Why the BREACH Attack Still Matters in 2026

Because performance tuning and security tuning keep slamming into each other in the same hallway, and neither is willing to apologise.

Everyone wants smaller responses, faster pages, lower bandwidth bills, and greener hosting. That is why compression is everywhere. Modern stacks also keep pushing more state, more personalization, and more tokens into dynamic HTML. That is why compression side channels keep finding fresh rooms to lurk in.

BREACH is not the only compression-based leak on the planet, but it remains the perfect reminder that a feature can be correct, useful, and dangerous all at the same time — depending on what you wrap around it. Compression itself is not the villain. Mixing secrets and attacker-controlled input into one compressed response is the villain. Blame the packing choices, not the vacuum bag.

Frequently Asked Questions

What is the BREACH attack in one sentence?

The BREACH attack is a compression side-channel attack that uses tiny differences in compressed HTTPS response sizes to help an attacker guess secrets such as CSRF tokens or password reset tokens, one character at a time.

Does BREACH mean I should disable gzip or Brotli everywhere?
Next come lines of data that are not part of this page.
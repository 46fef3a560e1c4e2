//! Single-flight access token refresh.
//!
//! However many requests notice an expiring token or a 401 at the same
//! moment, only one call to `/auth/token/refresh/` is made and every caller
//! observes its outcome. The pending refresh is a shared future held in a
//! slot; the slot is emptied once the refresh settles so the next call
//! starts a fresh attempt.
//!
//! The coordinator also numbers login sessions. Requests remember the epoch
//! they were prepared in, so a failed refresh ends that session once no
//! matter how many requests observe it, and a refresh that settles after
//! logout or a new login never writes its token back.

use std::sync::atomic::{AtomicU64, Ordering};
use std::sync::{Arc, Mutex, PoisonError};

use futures::future::{BoxFuture, FutureExt, Shared};
use reqwest::Method;
use serde_json::json;
use thiserror::Error;
use tracing::{debug, info, warn};

use super::{CredentialError, CredentialStore};
use crate::api::{ApiBaseUrl, ApiRequest, TimeoutPolicy, Transport, TransportError};
use crate::models::RefreshResponse;

pub const REFRESH_PATH: &str = "/auth/token/refresh/";

type PendingRefresh = Shared<BoxFuture<'static, Option<String>>>;

#[derive(Error, Debug)]
enum RefreshError {
    #[error("no refresh token stored")]
    MissingRefreshToken,

    #[error("refresh token rejected: {0}")]
    Rejected(String),

    #[error("refresh endpoint returned status {0}")]
    Status(u16),

    #[error(transparent)]
    Transport(#[from] TransportError),

    #[error("invalid refresh response: {0}")]
    InvalidResponse(String),

    #[error(transparent)]
    Store(#[from] CredentialError),

    #[error("session ended while the refresh was in flight")]
    Superseded,
}

impl RefreshError {
    /// Only these mean the stored credentials are worthless. Anything else may
    /// succeed on a later attempt, so credentials are left alone.
    fn invalidates_session(&self) -> bool {
        matches!(
            self,
            RefreshError::MissingRefreshToken | RefreshError::Rejected(_)
        )
    }
}

/// Login session numbering. `current` is bumped on login; a session is over
/// once `ended >= epoch`. Token writes and epoch changes are serialized by
/// `persist`.
struct SessionEpochs {
    current: AtomicU64,
    ended: AtomicU64,
    persist: tokio::sync::Mutex<()>,
}

impl Default for SessionEpochs {
    fn default() -> Self {
        Self {
            current: AtomicU64::new(1),
            ended: AtomicU64::new(0),
            persist: tokio::sync::Mutex::new(()),
        }
    }
}

impl SessionEpochs {
    fn is_live(&self, epoch: u64) -> bool {
        self.current.load(Ordering::SeqCst) == epoch && self.ended.load(Ordering::SeqCst) < epoch
    }
}

struct RefreshWorker {
    transport: Arc<dyn Transport>,
    store: Arc<dyn CredentialStore>,
    base_url: Arc<ApiBaseUrl>,
    timeouts: TimeoutPolicy,
    epochs: SessionEpochs,
}

impl RefreshWorker {
    async fn run(&self) -> Option<String> {
        let epoch = self.epochs.current.load(Ordering::SeqCst);
        match self.refresh(epoch).await {
            Ok(token) => {
                info!("Access token refreshed");
                Some(token)
            }
            Err(RefreshError::Superseded) => {
                debug!("Session changed during refresh, discarding new token");
                None
            }
            Err(e) if e.invalidates_session() => {
                let _persist = self.epochs.persist.lock().await;
                if !self.epochs.is_live(epoch) {
                    debug!(error = %e, "Token refresh failed for a session that already ended");
                    return None;
                }
                warn!(error = %e, "Token refresh failed, clearing stored credentials");
                if let Err(e) = self.store.clear_all().await {
                    warn!(error = %e, "Failed to clear credentials");
                }
                None
            }
            Err(e) => {
                warn!(error = %e, "Token refresh failed, keeping stored credentials");
                None
            }
        }
    }

    async fn refresh(&self, epoch: u64) -> Result<String, RefreshError> {
        let refresh = self
            .store
            .get_refresh_token()
            .await?
            .ok_or(RefreshError::MissingRefreshToken)?;

        let mut request =
            ApiRequest::new(Method::POST, REFRESH_PATH).with_body(json!({ "refresh": refresh }));
        request.base_url = self.base_url.get();
        request.timeout = Some(self.timeouts.classify(REFRESH_PATH, "post"));

        let response = self.transport.send(&request).await?;
        match response.status {
            200..=299 => {}
            401 => return Err(RefreshError::Rejected(response.body)),
            status => return Err(RefreshError::Status(status)),
        }

        let parsed: RefreshResponse = response
            .json()
            .map_err(|e| RefreshError::InvalidResponse(e.to_string()))?;

        let _persist = self.epochs.persist.lock().await;
        if !self.epochs.is_live(epoch) {
            return Err(RefreshError::Superseded);
        }
        // The refresh token is reused, not rotated
        self.store.save_tokens(&parsed.access, &refresh).await?;
        Ok(parsed.access)
    }
}

#[derive(Default)]
struct InFlight {
    next_id: u64,
    current: Option<(u64, PendingRefresh)>,
}

/// Owns the refresh protocol. One per client; share it behind an `Arc`.
pub struct RefreshCoordinator {
    worker: Arc<RefreshWorker>,
    in_flight: Mutex<InFlight>,
}

impl RefreshCoordinator {
    pub fn new(
        transport: Arc<dyn Transport>,
        store: Arc<dyn CredentialStore>,
        base_url: Arc<ApiBaseUrl>,
        timeouts: TimeoutPolicy,
    ) -> Self {
        Self {
            worker: Arc::new(RefreshWorker {
                transport,
                store,
                base_url,
                timeouts,
                epochs: SessionEpochs::default(),
            }),
            in_flight: Mutex::new(InFlight::default()),
        }
    }

    /// Obtain a new access token, joining the in-flight refresh if there is
    /// one. `None` means no token could be obtained.
    pub async fn refresh(&self) -> Option<String> {
        let (id, pending) = {
            let mut state = self.in_flight.lock().unwrap_or_else(PoisonError::into_inner);
            match &state.current {
                Some((id, pending)) => {
                    debug!("Joining in-flight token refresh");
                    (*id, pending.clone())
                }
                None => {
                    state.next_id += 1;
                    let id = state.next_id;
                    let worker = Arc::clone(&self.worker);
                    let pending = async move { worker.run().await }.boxed().shared();
                    state.current = Some((id, pending.clone()));
                    (id, pending)
                }
            }
        };

        let result = pending.await;

        let mut state = self.in_flight.lock().unwrap_or_else(PoisonError::into_inner);
        if matches!(state.current, Some((current, _)) if current == id) {
            state.current = None;
        }
        result
    }

    pub fn is_refreshing(&self) -> bool {
        self.in_flight
            .lock()
            .unwrap_or_else(PoisonError::into_inner)
            .current
            .is_some()
    }

    /// Epoch of the current login session.
    pub fn session_epoch(&self) -> u64 {
        self.worker.epochs.current.load(Ordering::SeqCst)
    }

    /// Start a new login session. Refreshes begun before this call can no
    /// longer persist their result.
    pub async fn begin_session(&self) -> u64 {
        let epochs = &self.worker.epochs;
        let _persist = epochs.persist.lock().await;
        let epoch = epochs.current.fetch_add(1, Ordering::SeqCst) + 1;
        self.forget_in_flight();
        debug!(epoch, "Session started");
        epoch
    }

    /// Mark session `epoch` as over. Returns true only for the first caller
    /// to end it; that caller owns the teardown.
    pub async fn end_session(&self, epoch: u64) -> bool {
        let epochs = &self.worker.epochs;
        let _persist = epochs.persist.lock().await;
        let first = epochs.ended.fetch_max(epoch, Ordering::SeqCst) < epoch;
        if first {
            self.forget_in_flight();
            debug!(epoch, "Session ended");
        }
        first
    }

    /// End whatever session is current, e.g. on logout.
    pub async fn end_current_session(&self) -> bool {
        self.end_session(self.session_epoch()).await
    }

    pub fn is_session_ended(&self, epoch: u64) -> bool {
        self.worker.epochs.ended.load(Ordering::SeqCst) >= epoch
    }

    // Callers already awaiting keep their handle; new callers start over.
    fn forget_in_flight(&self) {
        self.in_flight
            .lock()
            .unwrap_or_else(PoisonError::into_inner)
            .current = None;
    }
}
//! Minimal JWT inspection: only the `exp` claim is read, signatures are the
//! server's business.

use base64::engine::general_purpose::URL_SAFE_NO_PAD;
use base64::Engine;
use chrono::{DateTime, Duration, Utc};
use serde::Deserialize;
use tracing::debug;

#[derive(Debug, Deserialize)]
struct Claims {
    exp: Option<i64>,
}

/// Expiry time encoded in a JWT, if it can be read.
pub fn expires_at(token: &str) -> Option<DateTime<Utc>> {
    let mut parts = token.split('.');
    let (Some(_), Some(payload), Some(_), None) =
        (parts.next(), parts.next(), parts.next(), parts.next())
    else {
        return None;
    };

    // Some issuers pad their base64url segments
    let decoded = URL_SAFE_NO_PAD.decode(payload.trim_end_matches('=')).ok()?;
    let claims: Claims = serde_json::from_slice(&decoded).ok()?;
    DateTime::from_timestamp(claims.exp?, 0)
}

/// True when the token expires within `buffer` of `now`. Tokens whose expiry
/// cannot be read count as expiring.
pub fn expires_within_at(token: &str, buffer: Duration, now: DateTime<Utc>) -> bool {
    match expires_at(token) {
        Some(exp) => exp - now < buffer,
        None => {
            debug!("Token has no readable exp claim, treating as expiring");
            true
        }
    }
}

pub fn expires_within(token: &str, buffer: Duration) -> bool {
    expires_within_at(token, buffer, Utc::now())
}
use serde::{Deserialize, Serialize};

/// User object as returned by the backend.
#[derive(Debug, Clone, PartialEq, Eq, Serialize, Deserialize)]
pub struct User {
    pub id: i64,
    pub username: String,
    #[serde(default)]
    pub email: String,
    #[serde(default)]
    pub first_name: String,
    #[serde(default)]
    pub last_name: String,
    #[serde(default)]
    pub is_staff: bool,
    #[serde(default)]
    pub is_superuser: bool,
}

impl User {
    pub fn is_admin(&self) -> bool {
        self.is_staff || self.is_superuser
    }

    /// "First Last" when a first name is known, otherwise the username.
    pub fn display_name(&self) -> String {
        if self.first_name.is_empty() {
            self.username.clone()
        } else {
            format!("{} {}", self.first_name, self.last_name)
                .trim()
                .to_string()
        }
    }
}

/// Credentials sent to `POST /auth/login/`. The username may be an email.
#[derive(Debug, Clone, Serialize)]
pub struct LoginCredentials {
    pub username: String,
    pub password: String,
}

/// Response from `POST /auth/login/`.
#[derive(Debug, Clone, Deserialize)]
pub struct LoginResponse {
    pub user: User,
    pub access: String,
    pub refresh: String,
    #[serde(default)]
    pub is_staff: bool,
    #[serde(default)]
    pub is_admin: bool,
}

/// A pair of JWT tokens.
#[derive(Debug, Clone, PartialEq, Eq, Serialize, Deserialize)]
pub struct TokenPair {
    pub access: String,
    pub refresh: String,
}

/// Response from `POST /auth/token/refresh/`.
#[derive(Debug, Clone, Deserialize)]
pub struct RefreshResponse {
    pub access: String,
}

/// Partial profile update for `PUT /auth/profile/`.
#[derive(Debug, Clone, Default, Serialize)]
pub struct ProfileUpdate {
    #[serde(skip_serializing_if = "Option::is_none")]
    pub email: Option<String>,
    #[serde(skip_serializing_if = "Option::is_none")]
    pub first_name: Option<String>,
    #[serde(skip_serializing_if = "Option::is_none")]
    pub last_name: Option<String>,
}

#[derive(Debug, Clone, Serialize)]
pub struct ChangePasswordPayload {
    pub old_password: String,
    pub new_password: String,
}

#[derive(Debug, Clone, Deserialize)]
pub struct ChangePasswordResponse {
    #[serde(default)]
    pub message: String,
    /// New access token if the backend rotated it
    pub access: Option<String>,
}

/// Response from `GET /auth/verify-admin/`.
#[derive(Debug, Clone, Deserialize)]
pub struct AdminVerifyResponse {
    pub is_admin: bool,
    #[serde(default)]
    pub is_staff: bool,
    pub username: Option<String>,
    pub message: Option<String>,
}
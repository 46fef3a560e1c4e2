use std::sync::{PoisonError, RwLock};

use crate::config::DEFAULT_API_URL;

/// Process-wide API base URL.
///
/// Starts at the compiled default, is set once at startup from the settings
/// store and afterwards only through an explicit settings update. Readers
/// copy the value at attach time, so a change affects every request that
/// starts after it and none that started before.
#[derive(Debug)]
pub struct ApiBaseUrl {
    value: RwLock<String>,
}

impl Default for ApiBaseUrl {
    fn default() -> Self {
        Self::new(DEFAULT_API_URL)
    }
}

impl ApiBaseUrl {
    pub fn new(url: &str) -> Self {
        Self {
            value: RwLock::new(normalize(url)),
        }
    }

    pub fn get(&self) -> String {
        self.value
            .read()
            .unwrap_or_else(PoisonError::into_inner)
            .clone()
    }

    /// Replace the URL, returning the normalised value that was stored.
    pub fn set(&self, url: &str) -> String {
        let clean = normalize(url);
        *self.value.write().unwrap_or_else(PoisonError::into_inner) = clean.clone();
        clean
    }
}

/// Trim whitespace and trailing slashes.
pub fn normalize(url: &str) -> String {
    url.trim().trim_end_matches('/').to_string()
}
//! Pre-send and post-receive middleware.
//!
//! `RequestStage` prepares every outbound request: it captures the current
//! base URL, attaches the bearer token (refreshing it first when it is about
//! to expire) and picks a timeout unless the caller pinned one.
//!
//! `ResponseStage` turns transport failures into structured errors and
//! recovers a 401 with one refresh-and-retry. If no token can be obtained
//! the session is torn down and the navigator is asked to show the login
//! screen with the expired flag. Concurrent requests from the same session
//! tear it down once.

use std::sync::Arc;

use tracing::{debug, info, warn};

use super::{ApiBaseUrl, ApiError, ApiRequest, ApiResponse, TimeoutPolicy, Transport, TransportError};
use crate::auth::{CredentialStore, LoginRedirect, NavigatorSlot, RefreshCoordinator};

/// Tokens expiring within this many minutes are refreshed before use.
pub const PROACTIVE_REFRESH_BUFFER_MINUTES: i64 = 5;

pub struct RequestStage {
    store: Arc<dyn CredentialStore>,
    refresher: Arc<RefreshCoordinator>,
    base_url: Arc<ApiBaseUrl>,
    timeouts: TimeoutPolicy,
    refresh_buffer_minutes: i64,
}

impl RequestStage {
    pub fn new(
        store: Arc<dyn CredentialStore>,
        refresher: Arc<RefreshCoordinator>,
        base_url: Arc<ApiBaseUrl>,
        timeouts: TimeoutPolicy,
    ) -> Self {
        Self {
            store,
            refresher,
            base_url,
            timeouts,
            refresh_buffer_minutes: PROACTIVE_REFRESH_BUFFER_MINUTES,
        }
    }

    pub fn with_refresh_buffer(mut self, minutes: i64) -> Self {
        self.refresh_buffer_minutes = minutes;
        self
    }

    pub async fn prepare(&self, request: &mut ApiRequest) -> Result<(), ApiError> {
        request.base_url = self.base_url.get();
        request.session_epoch = self.refresher.session_epoch();

        if !request.is_auth_endpoint() {
            if let Some(mut token) = self.store.get_access_token().await? {
                if self
                    .store
                    .is_token_expiring_soon(self.refresh_buffer_minutes)
                    .await?
                {
                    info!(request = %request.describe(), "Token expiring soon, refreshing proactively");
                    // On failure keep the old token and let the request fail on its own
                    if let Some(fresh) = self.refresher.refresh().await {
                        token = fresh;
                    }
                }
                request.bearer = Some(token);
            }
        }

        if request.timeout.is_none() {
            request.timeout = Some(
                self.timeouts
                    .classify(&request.path, request.method.as_str()),
            );
        }

        Ok(())
    }
}

pub struct ResponseStage {
    transport: Arc<dyn Transport>,
    store: Arc<dyn CredentialStore>,
    refresher: Arc<RefreshCoordinator>,
    navigator: Arc<NavigatorSlot>,
}

impl ResponseStage {
    pub fn new(
        transport: Arc<dyn Transport>,
        store: Arc<dyn CredentialStore>,
        refresher: Arc<RefreshCoordinator>,
        navigator: Arc<NavigatorSlot>,
    ) -> Self {
        Self {
            transport,
            store,
            refresher,
            navigator,
        }
    }

    /// Classify the outcome of `request`, re-issuing it at most once after a
    /// successful refresh.
    pub async fn complete(
        &self,
        mut request: ApiRequest,
        outcome: Result<ApiResponse, TransportError>,
    ) -> Result<ApiResponse, ApiError> {
        let mut outcome = outcome;

        loop {
            let response = match outcome {
                Ok(response) => response,
                Err(err) => {
                    debug!(request = %request.describe(), error = %err, "Request failed before a response");
                    return Err(ApiError::from_transport(
                        request.method.as_str(),
                        &request.path,
                        err,
                    ));
                }
            };

            if response.is_success() {
                return Ok(response);
            }

            match response.status {
                401 if !request.retried && !request.is_auth_endpoint() => {
                    request.retried = true;
                    debug!(request = %request.describe(), "Got 401, refreshing token before retry");

                    if let Some(token) = self.refresher.refresh().await {
                        request.bearer = Some(token);
                        outcome = self.transport.send(&request).await;
                        continue;
                    }

                    if self.refresher.end_session(request.session_epoch).await {
                        self.tear_down(&request).await;
                    } else {
                        debug!(request = %request.describe(), "Session already torn down");
                    }
                    return Err(ApiError::from_status(401, &response.body));
                }
                403 => {
                    warn!(request = %request.describe(), "403 Forbidden");
                    return Err(ApiError::from_status(403, &response.body));
                }
                status => return Err(ApiError::from_status(status, &response.body)),
            }
        }
    }

    async fn tear_down(&self, request: &ApiRequest) {
        warn!(request = %request.describe(), "Session could not be refreshed, signing out");
        if let Err(e) = self.store.clear_all().await {
            warn!(error = %e, "Failed to clear credentials");
        }
        self.navigator.to_login(LoginRedirect::expired(request.path.clone()));
    }
}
No, and please don’t. The practical fix is to disable compression selectively on sensitive dynamic pages that contain secrets and attacker-controlled reflection. Public assets and ordinary static content can stay compressed.

Why are CSRF tokens involved so often?

Because CSRF tokens are usually baked directly into HTML forms and stay stable long enough to be guessed in pieces. If they show up in a compressed response alongside attacker-controlled input, they become a perfect BREACH attack target.

Is random padding a good BREACH mitigation?

Only as a minor supporting friction control. Padding adds noise, but attackers can usually average that noise out with enough samples. Do not let it be your main defense.

Can SameSite cookies help prevent BREACH?

They reduce the browser’s willingness to send authenticated cookies on cross-site requests, which makes BREACH-style probing harder. Useful and very welcome, but not a full replacement for careful compression and template design.

Is BREACH only a WordPress problem?

Not at all. Any web application can be vulnerable if it compresses responses that contain secrets and attacker-controlled reflection. WordPress, custom PHP apps, Python frameworks, Node.js apps, Java stacks — all can fall into the same trap.

How long does a BREACH attack actually take?

It depends on how stable the secret is, how cleanly attacker input is reflected, and how aggressively the attacker can issue requests. In friendly conditions a token can be recovered in minutes to hours; in less friendly conditions it may not be practical at all. Either way, “not always fast” is a poor reason to leave the door open.